Underwriters tend to concentrate on specific aspects of the deal, including:

  • Financial Due Diligence – Reviewing quality of earnings, working capital adjustments, and debt obligations.
  • Legal Due Diligence – Examining material contracts, regulatory compliance, employment matters, and litigation risks.
  • Tax Diligence – Identifying potential tax liabilities and structuring risks.
  • Operational Risks – Understanding supply chain dependencies, customer concentration, and cybersecurity vulnerabilities.
  • Underlying Insurance – Evaluating historical Errors & Omissions, cyber, and other coverage, loss history, and prior acts coverage on claims-made policies.

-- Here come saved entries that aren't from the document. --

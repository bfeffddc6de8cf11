//! Candidate slot grid.
//!
//! Generates candidate slots over operating hours in canonical order:
//! weekday ascending, then start time ascending.

use chrono::{NaiveTime, Timelike, Weekday};

use crate::config::SlotGridConfig;
use crate::error::{Result, ScheduleError};
use crate::models::{parse_time, TimeSlot};

/// Operating-hours grid.
#[derive(Debug, Clone, PartialEq, Eq)]
pub struct SlotGrid {
    days: Vec<Weekday>,
    open_minute: u32,
    close_minute: u32,
    step_minutes: u32,
}

impl SlotGrid {
    /// Creates a grid. Days are sorted Monday-first and deduplicated.
    pub fn new(
        days: impl IntoIterator<Item = Weekday>,
        open: NaiveTime,
        close: NaiveTime,
        step_minutes: u32,
    ) -> Result<Self> {
        let mut days: Vec<Weekday> = days.into_iter().collect();
        days.sort_by_key(|d| d.num_days_from_monday());
        days.dedup();

        let open_minute = open.num_seconds_from_midnight() / 60;
        let close_minute = close.num_seconds_from_midnight() / 60;
        if days.is_empty() || step_minutes == 0 || open_minute >= close_minute {
            return Err(ScheduleError::config(format!(
                "invalid slot grid: {} day(s), {}-{}, step {step_minutes}",
                days.len(),
                open.format("%H:%M"),
                close.format("%H:%M")
            )));
        }

        Ok(Self {
            days,
            open_minute,
            close_minute,
            step_minutes,
        })
    }

    /// Builds a grid from configuration.
    pub fn from_config(config: &SlotGridConfig) -> Result<Self> {
        config.validate()?;
        Self::new(
            config.days.iter().copied(),
            parse_time(&config.open)?,
            parse_time(&config.close)?,
            config.step_minutes,
        )
    }

    /// Teaching days, Monday-first.
    pub fn days(&self) -> &[Weekday] {
        &self.days
    }

    /// Candidate slots of `duration_minutes`, in canonical order.
    ///
    /// Starts advance by the grid step; no slot ends after closing.
    pub fn candidates(&self, duration_minutes: u32) -> Vec<TimeSlot> {
        let span = self.close_minute - self.open_minute;
        if duration_minutes == 0 || duration_minutes > span {
            return Vec::new();
        }
        let last_start = self.close_minute - duration_minutes;
        let mut slots = Vec::new();
        for &day in &self.days {
            let mut start = self.open_minute;
            while start <= last_start {
                if let Ok(slot) = TimeSlot::from_minutes(day, start, start + duration_minutes) {
                    slots.push(slot);
                }
                match start.checked_add(self.step_minutes) {
                    Some(next) => start = next,
                    None => break,
                }
            }
        }
        slots
    }
}

impl Default for SlotGrid {
    /// Monday–Friday, 08:00–18:00, hourly.
    fn default() -> Self {
        Self {
            days: vec![
                Weekday::Mon,
                Weekday::Tue,
                Weekday::Wed,
                Weekday::Thu,
                Weekday::Fri,
            ],
            open_minute: 8 * 60,
            close_minute: 18 * 60,
            step_minutes: 60,
        }
    }
}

How to Prepare for the Call

Effective preparation can streamline the process and help secure broader coverage. Key steps include:

  • Ensuring Robust Due Diligence – Underwriters will scrutinize the depth and quality of diligence performed. A well-documented diligence process with clear issue tracking will instill confidence in the insurer. Be prepared to explain how specific risks were assessed through independent diligence efforts rather than relying on the seller’s warranties.
  • Understanding the Transaction – Participants should be able to articulate the strategic rationale for the acquisition, key financial and operational drivers, and any identified risks. Since the insurer has spent less time on diligence, patience and collaboration are essential.
  • Coordinating with Advisors and Assigning Roles – Aside from the lead legal counsel, third-party advisors should be scheduled for specific time blocks for their respective sections. Designating a lead for each topic helps avoid multiple (or different) responses to the same question.
  • Addressing Known Risks Proactively – If there are red flags (e.g., pending litigation, regulatory matters), having clear explanations for risk mitigation can be beneficial.
  • Ensuring the Latest Purchase Agreement and Disclosure Schedules Are Available – The insurer may ask specific questions about these documents, so all parties should work from the most recent versions.
  • Being Prepared to Discuss Materiality – Since RWI policies often include a materiality scrape, underwriters may ask whether the seller disclosed items without regard to materiality. Certain areas may not have been reviewed because, given the deal size and retention level, the risk was deemed immaterial.
  • Identifying the Buyer’s Deal Team – Insurers always ask for the two to three buyer representatives most involved in the transaction, as breaches known to these individuals are excluded from coverage. The insurer assumes those answering underwriting questions are the designated deal team members.
  • Providing Written Follow-Ups When Necessary – If a question cannot be answered during the call, it is best to state that a response will be provided in writing post-call rather than speculating.
  • Understanding That Open Items Will Be Tracked – The underwriter and broker will keep notes and circulate an open items list after the call.

Common Pitfalls to Avoid

  • Inconsistent Responses – If different advisors provide conflicting answers, it raises red flags for the insurer.
  • Lack of Preparation – An unorganized or vague discussion can lead to narrower coverage or higher premiums.
  • Over-Sharing Information – While transparency is key, responses to agenda topics and questions from the insurer should be short, sweet and accurate.
  • Relying on Seller Warranties – The insurer is looking for independent diligence, not reliance on seller representations.

Final Thoughts

A well-handled underwriting call can mean the difference between robust coverage and limited protections. By preparing thoroughly, aligning with advisors, and anticipating underwriters’ concerns, deal participants can help ensure a smooth and successful process.